*ACTION ITEM*. Copy each line of the material beneath that holds the word "failures".

*THE INPUT*.
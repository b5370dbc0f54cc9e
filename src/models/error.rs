//! Error types for histmatch.
//!
//! Epistemic taxonomy:
//! - B_i falsified: Expected failures (bad config, bad request, malformed input)
//! - I^B materialized: Infrastructure failures (IO, rank transport, model)
//! - K_i violated: Internal invariant violations (bugs)

use thiserror::Error;

/// Top-level error type for histmatch.
#[derive(Debug, Error)]
pub enum HistMatchError {
    // ═══════════════════════════════════════════════════════════════════
    // B_i FALSIFIED — Belief proven wrong (expected failures)
    // ═══════════════════════════════════════════════════════════════════

    /// Bad static configuration (bounds, cut list, method, sample counts).
    #[error("Configuration error: {0}")]
    Config(#[from] super::ConfigError),

    /// Structurally valid request that the current emulator state cannot satisfy.
    #[error("Request error: {0}")]
    Request(String),

    #[error("Invalid input: {0}")]
    Input(String),

    #[error("Shape mismatch: {0}")]
    Shape(String),

    #[error("Type mismatch: {0}")]
    Type(String),

    #[error("Invalid value: {0}")]
    Value(String),

    #[error("Not supported: {0}")]
    NotSupported(String),

    #[error("Parse error: {0}")]
    ParseError(String),

    // ═══════════════════════════════════════════════════════════════════
    // I^B MATERIALIZED: Bounded ignorance became known-bad
    // ═══════════════════════════════════════════════════════════════════

    #[error("Model evaluation failed: {0}")]
    Model(String),

    #[error("IO error: {context}")]
    Io {
        context: String,
        #[source]
        source: std::io::Error,
    },

    #[error("Communicator error: {0}")]
    Comm(String),

    /// Observed by workers when the controller tears worker mode down after a failure.
    #[error("Worker mode aborted by controller: {0}")]
    WorkerModeAborted(String),

    /// A controller-side failure relayed to a worker through a shared broadcast.
    #[error("Controller reported failure: {0}")]
    Remote(String),

    // ═══════════════════════════════════════════════════════════════════
    // K_i VIOLATED: Invariant broken (bug, should not happen)
    // ═══════════════════════════════════════════════════════════════════

    #[error("Internal error: {0}")]
    Internal(String),
}

impl HistMatchError {
    /// Create an IO error with context.
    pub fn io(context: impl Into<String>, source: std::io::Error) -> Self {
        Self::Io {
            context: context.into(),
            source,
        }
    }

    /// Check if this error leaves the pipeline untouched and can be fixed by the caller.
    pub fn is_request_level(&self) -> bool {
        matches!(
            self,
            Self::Request(_)
                | Self::Config(_)
                | Self::Input(_)
                | Self::Shape(_)
                | Self::Type(_)
                | Self::Value(_)
                | Self::NotSupported(_)
        )
    }
}

impl From<serde_json::Error> for HistMatchError {
    fn from(e: serde_json::Error) -> Self {
        Self::ParseError(e.to_string())
    }
}

/// A satisfiable but suboptimal request.
///
/// Logged with `tracing::warn!` and kept on the pipeline so callers can inspect it.
#[derive(Debug, Clone, PartialEq, Eq, serde::Serialize, serde::Deserialize)]
pub struct RequestWarning {
    /// Iteration the warning was raised for, if any
    pub emul_i: Option<usize>,
    pub message: String,
}

impl std::fmt::Display for RequestWarning {
    fn fmt(&self, f: &mut std::fmt::Formatter<'_>) -> std::fmt::Result {
        match self.emul_i {
            Some(i) => write!(f, "iteration {i}: {}", self.message),
            None => write!(f, "{}", self.message),
        }
    }
}

/// Result type alias for histmatch.
pub type Result<T> = std::result::Result<T, HistMatchError>;

#[cfg(test)]
mod tests {
    use super::*;

    #[test]
    fn test_request_level_classification() {
        assert!(HistMatchError::Request("x".into()).is_request_level());
        assert!(HistMatchError::Shape("x".into()).is_request_level());
        assert!(!HistMatchError::Internal("x".into()).is_request_level());
        assert!(!HistMatchError::Comm("x".into()).is_request_level());
    }

    #[test]
    fn test_warning_display() {
        let w = RequestWarning {
            emul_i: Some(2),
            message: "few samples".to_string(),
        };
        assert_eq!(w.to_string(), "iteration 2: few samples");
    }
}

*ANSWER FOR THE TASK*.
//! - B_i falsified: Expected failures (bad config, bad request, malformed input)
//! - I^B materialized: Infrastructure failures (IO, rank transport, model)
    // B_i FALSIFIED — Belief proven wrong (expected failures)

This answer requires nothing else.